**Task prompt**
Look below for the line holding "mod openstack;" and the line holding "Select the block". Transcribe exactly those lines and all lines between them, nothing more.

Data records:
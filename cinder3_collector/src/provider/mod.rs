//! The seams between the collector and the cloud it collects from
//!
//! A [`CloudProvider`] exchanges credentials for sessions, lists tenants, and picks the
//! [`BlockStorage`] API that a session should be served by. The three category fetchers
//! wrap the [`BlockStorage`] calls and tag any failure with the category being fetched.

use std::{collections::HashMap, fmt::Debug, sync::Arc};

use async_trait::async_trait;
use cinder3_client::Session;
use cinder3_types::{Category, Limits, Snapshots, Tenant, Volumes, config::Credentials};

use crate::{Error, Result};

mod openstack;
pub use openstack::{CinderService, OpenStack};

/// Opaque failure of a call into the cloud
pub type ProviderError = anyhow::Error;

/// Identity side of the cloud
#[async_trait]
pub trait CloudProvider: Debug + Send + Sync + 'static {
    /// Exchange `credentials` for a session scoped to the tenant named `tenant`
    async fn authenticate(
        &self,
        credentials: &Credentials,
        tenant: &str,
    ) -> Result<Session, ProviderError>;

    /// Every tenant visible to `credentials`
    async fn list_tenants(&self, credentials: &Credentials) -> Result<Vec<Tenant>, ProviderError>;

    /// Select the block storage API version that serves `session`
    fn dispatch(&self, session: &Session) -> Result<Arc<dyn BlockStorage>, ProviderError>;
}

/// Block storage side of the cloud, for one API version
#[async_trait]
pub trait BlockStorage: Debug + Send + Sync + 'static {
    /// Volume counts and sizes, keyed by owning tenant id
    async fn volumes(&self, session: &Session) -> Result<HashMap<String, Volumes>, ProviderError>;

    /// Snapshot counts and sizes, keyed by owning tenant id
    async fn snapshots(&self, session: &Session)
    -> Result<HashMap<String, Snapshots>, ProviderError>;

    /// Limits of the tenant `session` is scoped to
    async fn limits(&self, session: &Session) -> Result<Limits, ProviderError>;
}

pub(crate) async fn fetch_volumes(
    storage: &dyn BlockStorage,
    session: &Session,
) -> Result<HashMap<String, Volumes>> {
    storage
        .volumes(session)
        .await
        .map_err(|source| Error::Fetch {
            category: Category::Volumes,
            source,
        })
}

pub(crate) async fn fetch_snapshots(
    storage: &dyn BlockStorage,
    session: &Session,
) -> Result<HashMap<String, Snapshots>> {
    storage
        .snapshots(session)
        .await
        .map_err(|source| Error::Fetch {
            category: Category::Snapshots,
            source,
        })
}

pub(crate) async fn fetch_limits(storage: &dyn BlockStorage, session: &Session) -> Result<Limits> {
    storage
        .limits(session)
        .await
        .map_err(|source| Error::Fetch {
            category: Category::Limits,
            source,
        })
}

**Response to this exercise**
mod openstack;
pub use openstack::{CinderService, OpenStack};

/// Opaque failure of a call into the cloud
pub type ProviderError = anyhow::Error;

/// Identity side of the cloud
#[async_trait]
pub trait CloudProvider: Debug + Send + Sync + 'static {
    /// Exchange `credentials` for a session scoped to the tenant named `tenant`
    async fn authenticate(
        &self,
        credentials: &Credentials,
        tenant: &str,
    ) -> Result<Session, ProviderError>;

    /// Every tenant visible to `credentials`
    async fn list_tenants(&self, credentials: &Credentials) -> Result<Vec<Tenant>, ProviderError>;

    /// Select the block storage API version that serves `session`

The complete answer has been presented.